Task description: Search the records for the string "tracks". Copy each line where it occurs.

Information supplied:
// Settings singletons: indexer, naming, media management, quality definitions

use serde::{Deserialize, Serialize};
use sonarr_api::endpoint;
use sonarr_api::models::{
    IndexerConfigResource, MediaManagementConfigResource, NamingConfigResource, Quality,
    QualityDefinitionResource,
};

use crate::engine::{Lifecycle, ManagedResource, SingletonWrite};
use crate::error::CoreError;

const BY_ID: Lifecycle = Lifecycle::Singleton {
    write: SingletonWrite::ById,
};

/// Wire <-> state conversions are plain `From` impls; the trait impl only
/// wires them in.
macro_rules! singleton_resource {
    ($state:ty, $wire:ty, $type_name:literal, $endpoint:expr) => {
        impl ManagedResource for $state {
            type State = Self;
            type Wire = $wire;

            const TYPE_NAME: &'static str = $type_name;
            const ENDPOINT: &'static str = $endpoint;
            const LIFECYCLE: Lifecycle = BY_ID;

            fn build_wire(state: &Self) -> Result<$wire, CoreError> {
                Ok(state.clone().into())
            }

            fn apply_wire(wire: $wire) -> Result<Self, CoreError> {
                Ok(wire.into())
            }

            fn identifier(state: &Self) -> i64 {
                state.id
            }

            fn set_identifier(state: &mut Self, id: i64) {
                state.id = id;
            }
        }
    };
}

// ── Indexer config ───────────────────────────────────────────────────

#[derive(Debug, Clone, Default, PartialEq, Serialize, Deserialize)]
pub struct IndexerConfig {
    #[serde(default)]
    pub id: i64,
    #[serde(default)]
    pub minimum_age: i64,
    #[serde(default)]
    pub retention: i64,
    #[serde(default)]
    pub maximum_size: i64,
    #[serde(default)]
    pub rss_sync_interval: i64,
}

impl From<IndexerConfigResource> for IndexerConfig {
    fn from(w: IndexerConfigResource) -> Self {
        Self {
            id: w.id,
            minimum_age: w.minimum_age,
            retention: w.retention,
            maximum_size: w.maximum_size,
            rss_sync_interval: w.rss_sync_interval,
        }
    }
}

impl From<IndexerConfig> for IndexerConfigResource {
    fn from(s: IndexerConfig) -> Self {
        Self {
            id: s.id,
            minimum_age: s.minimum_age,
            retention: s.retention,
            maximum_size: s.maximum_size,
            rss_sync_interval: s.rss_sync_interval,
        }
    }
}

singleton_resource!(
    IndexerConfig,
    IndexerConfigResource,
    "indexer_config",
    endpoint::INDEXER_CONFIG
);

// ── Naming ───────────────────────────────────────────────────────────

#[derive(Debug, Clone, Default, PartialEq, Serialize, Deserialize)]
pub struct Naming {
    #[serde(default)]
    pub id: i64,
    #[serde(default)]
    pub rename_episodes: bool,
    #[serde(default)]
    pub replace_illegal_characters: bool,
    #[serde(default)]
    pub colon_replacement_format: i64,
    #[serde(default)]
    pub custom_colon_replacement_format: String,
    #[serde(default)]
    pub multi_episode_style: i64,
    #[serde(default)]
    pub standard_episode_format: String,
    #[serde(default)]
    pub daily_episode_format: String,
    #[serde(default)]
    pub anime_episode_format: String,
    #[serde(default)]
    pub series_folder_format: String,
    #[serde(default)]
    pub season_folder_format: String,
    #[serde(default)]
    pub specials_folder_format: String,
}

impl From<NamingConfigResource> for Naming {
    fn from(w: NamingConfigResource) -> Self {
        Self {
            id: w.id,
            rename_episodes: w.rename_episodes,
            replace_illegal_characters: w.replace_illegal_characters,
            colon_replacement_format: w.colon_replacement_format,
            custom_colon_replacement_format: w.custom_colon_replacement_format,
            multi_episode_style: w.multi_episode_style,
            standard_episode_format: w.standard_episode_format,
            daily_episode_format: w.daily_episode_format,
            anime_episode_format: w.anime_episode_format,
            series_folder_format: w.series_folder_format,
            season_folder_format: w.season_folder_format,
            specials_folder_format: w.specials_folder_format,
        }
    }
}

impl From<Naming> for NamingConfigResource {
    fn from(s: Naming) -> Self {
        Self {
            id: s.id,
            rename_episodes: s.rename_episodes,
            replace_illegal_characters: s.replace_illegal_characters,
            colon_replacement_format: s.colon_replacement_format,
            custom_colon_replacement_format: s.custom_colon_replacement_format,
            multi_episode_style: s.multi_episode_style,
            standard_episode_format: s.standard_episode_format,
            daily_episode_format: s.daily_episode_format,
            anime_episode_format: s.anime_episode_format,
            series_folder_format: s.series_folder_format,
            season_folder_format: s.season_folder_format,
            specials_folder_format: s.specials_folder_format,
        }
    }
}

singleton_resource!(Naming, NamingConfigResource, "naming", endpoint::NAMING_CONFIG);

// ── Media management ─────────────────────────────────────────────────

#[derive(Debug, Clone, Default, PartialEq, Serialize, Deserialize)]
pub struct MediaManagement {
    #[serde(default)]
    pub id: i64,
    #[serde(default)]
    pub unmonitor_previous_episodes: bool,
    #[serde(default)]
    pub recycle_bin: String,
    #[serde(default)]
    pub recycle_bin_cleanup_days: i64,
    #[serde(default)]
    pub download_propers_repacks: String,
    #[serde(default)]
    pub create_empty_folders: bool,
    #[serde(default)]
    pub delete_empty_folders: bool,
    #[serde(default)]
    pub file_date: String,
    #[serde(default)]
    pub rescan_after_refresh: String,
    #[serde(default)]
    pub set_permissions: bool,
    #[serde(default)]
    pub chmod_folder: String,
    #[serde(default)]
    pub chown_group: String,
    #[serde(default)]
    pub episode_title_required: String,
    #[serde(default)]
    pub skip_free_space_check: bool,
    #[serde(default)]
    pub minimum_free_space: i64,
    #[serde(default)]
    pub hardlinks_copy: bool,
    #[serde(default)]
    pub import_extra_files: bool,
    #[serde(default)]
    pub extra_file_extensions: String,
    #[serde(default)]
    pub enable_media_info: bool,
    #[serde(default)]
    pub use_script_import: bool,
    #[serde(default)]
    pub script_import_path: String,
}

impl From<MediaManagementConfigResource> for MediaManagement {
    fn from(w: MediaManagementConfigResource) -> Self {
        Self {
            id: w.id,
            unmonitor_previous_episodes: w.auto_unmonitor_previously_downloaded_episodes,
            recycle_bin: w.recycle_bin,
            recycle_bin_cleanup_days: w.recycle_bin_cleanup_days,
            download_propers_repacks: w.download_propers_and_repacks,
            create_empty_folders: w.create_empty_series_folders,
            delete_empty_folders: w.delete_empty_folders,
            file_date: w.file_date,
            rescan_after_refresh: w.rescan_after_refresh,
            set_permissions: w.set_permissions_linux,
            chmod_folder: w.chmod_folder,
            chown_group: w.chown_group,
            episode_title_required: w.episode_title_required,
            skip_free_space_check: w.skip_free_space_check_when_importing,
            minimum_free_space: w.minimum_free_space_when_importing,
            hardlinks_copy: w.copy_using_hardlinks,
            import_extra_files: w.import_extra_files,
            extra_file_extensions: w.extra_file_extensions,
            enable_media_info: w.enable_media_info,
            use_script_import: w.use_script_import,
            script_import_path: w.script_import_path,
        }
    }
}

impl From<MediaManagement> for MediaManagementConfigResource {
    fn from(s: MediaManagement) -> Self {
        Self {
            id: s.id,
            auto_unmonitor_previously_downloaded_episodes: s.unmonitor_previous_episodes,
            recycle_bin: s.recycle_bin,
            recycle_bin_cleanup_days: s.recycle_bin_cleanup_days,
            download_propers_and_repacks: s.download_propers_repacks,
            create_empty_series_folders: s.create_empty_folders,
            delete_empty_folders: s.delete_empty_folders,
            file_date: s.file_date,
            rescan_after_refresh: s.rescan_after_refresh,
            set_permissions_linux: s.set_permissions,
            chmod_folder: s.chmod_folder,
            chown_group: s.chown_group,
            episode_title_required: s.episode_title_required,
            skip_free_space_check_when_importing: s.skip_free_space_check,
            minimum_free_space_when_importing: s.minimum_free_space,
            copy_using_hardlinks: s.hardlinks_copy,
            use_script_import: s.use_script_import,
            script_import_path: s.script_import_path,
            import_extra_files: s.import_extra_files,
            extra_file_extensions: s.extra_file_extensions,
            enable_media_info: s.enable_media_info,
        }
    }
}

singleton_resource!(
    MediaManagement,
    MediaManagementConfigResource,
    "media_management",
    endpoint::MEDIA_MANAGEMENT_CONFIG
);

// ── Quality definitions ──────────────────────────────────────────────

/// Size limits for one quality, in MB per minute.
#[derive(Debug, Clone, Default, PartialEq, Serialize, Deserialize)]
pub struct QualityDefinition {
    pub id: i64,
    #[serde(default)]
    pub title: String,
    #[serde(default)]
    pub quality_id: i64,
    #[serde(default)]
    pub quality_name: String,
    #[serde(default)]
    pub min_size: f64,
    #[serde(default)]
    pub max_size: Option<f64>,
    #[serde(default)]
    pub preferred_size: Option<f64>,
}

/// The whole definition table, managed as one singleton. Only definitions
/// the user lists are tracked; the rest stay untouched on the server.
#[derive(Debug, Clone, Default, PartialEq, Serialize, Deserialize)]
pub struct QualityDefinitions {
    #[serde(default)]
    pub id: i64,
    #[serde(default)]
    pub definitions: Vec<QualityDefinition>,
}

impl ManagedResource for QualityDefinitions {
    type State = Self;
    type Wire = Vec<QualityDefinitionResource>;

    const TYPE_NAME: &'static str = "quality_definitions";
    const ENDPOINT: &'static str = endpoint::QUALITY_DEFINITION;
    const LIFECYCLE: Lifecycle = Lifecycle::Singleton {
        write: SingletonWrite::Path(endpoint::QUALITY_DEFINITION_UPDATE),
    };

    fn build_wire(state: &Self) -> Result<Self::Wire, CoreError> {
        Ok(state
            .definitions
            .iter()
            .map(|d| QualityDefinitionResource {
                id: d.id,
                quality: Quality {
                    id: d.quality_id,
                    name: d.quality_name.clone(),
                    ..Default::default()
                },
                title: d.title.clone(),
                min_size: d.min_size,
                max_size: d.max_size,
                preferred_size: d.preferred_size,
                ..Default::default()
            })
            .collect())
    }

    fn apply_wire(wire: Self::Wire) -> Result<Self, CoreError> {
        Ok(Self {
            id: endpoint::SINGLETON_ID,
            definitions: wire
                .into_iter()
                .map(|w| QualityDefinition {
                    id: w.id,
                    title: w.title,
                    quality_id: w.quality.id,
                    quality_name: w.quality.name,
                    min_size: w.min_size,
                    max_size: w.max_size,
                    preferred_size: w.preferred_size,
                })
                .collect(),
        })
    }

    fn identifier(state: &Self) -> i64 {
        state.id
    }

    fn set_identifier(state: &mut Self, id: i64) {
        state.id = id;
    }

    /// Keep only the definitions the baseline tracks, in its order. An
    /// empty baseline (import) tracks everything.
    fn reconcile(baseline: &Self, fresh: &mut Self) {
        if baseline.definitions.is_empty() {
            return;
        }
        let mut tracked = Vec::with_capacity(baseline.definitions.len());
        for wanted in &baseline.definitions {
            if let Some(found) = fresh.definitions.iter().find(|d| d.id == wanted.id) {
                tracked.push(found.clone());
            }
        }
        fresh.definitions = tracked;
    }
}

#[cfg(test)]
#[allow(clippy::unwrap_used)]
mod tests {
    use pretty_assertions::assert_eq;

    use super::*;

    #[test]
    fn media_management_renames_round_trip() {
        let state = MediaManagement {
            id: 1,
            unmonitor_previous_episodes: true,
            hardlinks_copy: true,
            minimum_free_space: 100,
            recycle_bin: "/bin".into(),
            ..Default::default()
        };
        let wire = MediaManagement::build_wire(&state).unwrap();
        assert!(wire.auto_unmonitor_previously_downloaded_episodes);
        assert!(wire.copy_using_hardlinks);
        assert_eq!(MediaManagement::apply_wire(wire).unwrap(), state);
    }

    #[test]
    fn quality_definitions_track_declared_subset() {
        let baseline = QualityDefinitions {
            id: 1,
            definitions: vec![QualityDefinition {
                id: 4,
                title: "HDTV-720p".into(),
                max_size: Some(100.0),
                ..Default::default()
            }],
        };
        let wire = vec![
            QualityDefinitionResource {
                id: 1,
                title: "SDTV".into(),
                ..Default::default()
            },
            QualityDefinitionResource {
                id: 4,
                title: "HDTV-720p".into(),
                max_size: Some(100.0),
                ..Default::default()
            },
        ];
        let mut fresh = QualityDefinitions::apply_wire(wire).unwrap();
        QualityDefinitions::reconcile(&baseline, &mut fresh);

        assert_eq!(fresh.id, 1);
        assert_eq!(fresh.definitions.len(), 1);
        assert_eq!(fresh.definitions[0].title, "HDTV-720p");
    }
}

Result:
    /// Keep only the definitions the baseline tracks, in its order. An
    /// empty baseline (import) tracks everything.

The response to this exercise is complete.